Shane opened her fingers and tipped the cross and chain into her hand. "I picked it up," he said. "Figured you might want it." There was something he wasn't saying. Claire looked at Eve to find out what it was, but she wasn't talking, for a change. "Anyway, you're going to be okay. We're lucky this time. Fran?ois wasn't that hungry." He closed her fingers around the cross and held on.

His hands were shaking. "Shane?"

"I'm sorry," he whispered. "I couldn't move. I just stood there."

"No, he didn't," Eve said. "He knocked Franny clear across the room and he would have staked him with a chair leg, except Bishop stepped in."

That sounded like Shane. "You're not hurt?" Claire asked.

"Not much." Eve frowned. "Well--" "Not much," Shane repeated.

"I'm okay, Claire."

She kind of had to take that at face value, at least right now. "What time--"

"Six fifteen," Richard said, from the far corner of the small room. This, Claire guessed, had been some kind of dressing area for Amelie. She saw a long closet to the side. Most of the clothes were shredded and scattered in piles on the floor. The dressing table was a ruin, and every mirror was broken.

Fran?ois had had his fun in here, too.

"The storm's heading for us," Eve said. "Michael never got to Richard, but he got to Joe Hess, apparently. They evacuated the shelters. Bishop was pretty mad about that. He wanted a lot of hostages between him and Amelie."

"So all that's left is us?"

"Us. And Bishop's people, who didn't leave. And Fabulous Frank Collins and his Wild Bunch, who rolled into the lobby and now think they've won some kind of battle or something." Eve rolled her eyes, and for an instant was back to her old self. "Just us and the bad guys."
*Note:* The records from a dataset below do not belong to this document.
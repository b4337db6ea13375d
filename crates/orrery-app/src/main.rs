//! The `orrery` binary: runs the simulation headless, logging through `tracing`.

use std::process::ExitCode;
use std::time::Duration;

use clap::Parser;
use orrery_app::{AppError, Session, Startup, TickLoop, TracingRenderer};
use orrery_config::CliArgs;
use tracing::{error, info};

fn main() -> ExitCode {
    let args = CliArgs::parse();
    match run(&args) {
        Ok(()) => ExitCode::SUCCESS,
        Err(err) => {
            error!("{err}");
            eprintln!("orrery: {err}");
            ExitCode::FAILURE
        }
    }
}

fn run(args: &CliArgs) -> Result<(), AppError> {
    let startup = Startup::prepare(args)?;
    orrery_log::init_logging(
        Some(&startup.dirs.log_dir),
        cfg!(debug_assertions),
        Some(&startup.config),
    );
    startup.log_summary();
    let config = &startup.config;
    info!(
        sim_speed = config.simulation.sim_speed,
        tick_interval_ms = config.simulation.tick_interval_ms,
        "Starting orrery"
    );

    let mut session = Session::from_config(config)?;
    let mut renderer = TracingRenderer::new(config.debug.log_positions);
    session.build_scene(&mut renderer);

    let mut tick_loop = TickLoop::new(Duration::from_millis(config.simulation.tick_interval_ms));
    let limit = args.ticks;
    let mut failed_ticks = 0u64;

    loop {
        tick_loop.frame(|_| {
            if limit.is_none_or(|limit| session.context().tick_count() < limit)
                && !session.step(&mut renderer).is_clean()
            {
                failed_ticks += 1;
            }
        });

        if let Some(limit) = limit
            && session.context().tick_count() >= limit
        {
            break;
        }
        std::thread::sleep(tick_loop.until_next_tick());
    }

    info!(
        ticks = session.context().tick_count(),
        failed_ticks,
        placements = renderer.placements(),
        dropped_ms = tick_loop.dropped_time() * 1000.0,
        "Simulation finished"
    );
    Ok(())
}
Did that make Richard--no. Claire couldn't believe that. If anyone in Morganville had honestly tried to do the right thing, it was Richard Morrell.

Eve followed Claire's look. "Oh. Yeah, his dad got hurt trying to stop Bishop from taking over downstairs. Richard's been trying to take care of him, and his mom. We were right about Sullivan, by the way. Total backstabber. Yay for premonitions. Wish I had one right now that could help get us out of this."

"No way out," Claire said.

"Not even a window," Eve said. "We're locked in here. No idea where Bishop and his little sock monkey got off to. Looking for Amelie, I guess. I wish they'd just kill each other already."

Eve didn't mean it, not really, but Claire understood how she felt. Distantly. In a detached, shocked kind of way.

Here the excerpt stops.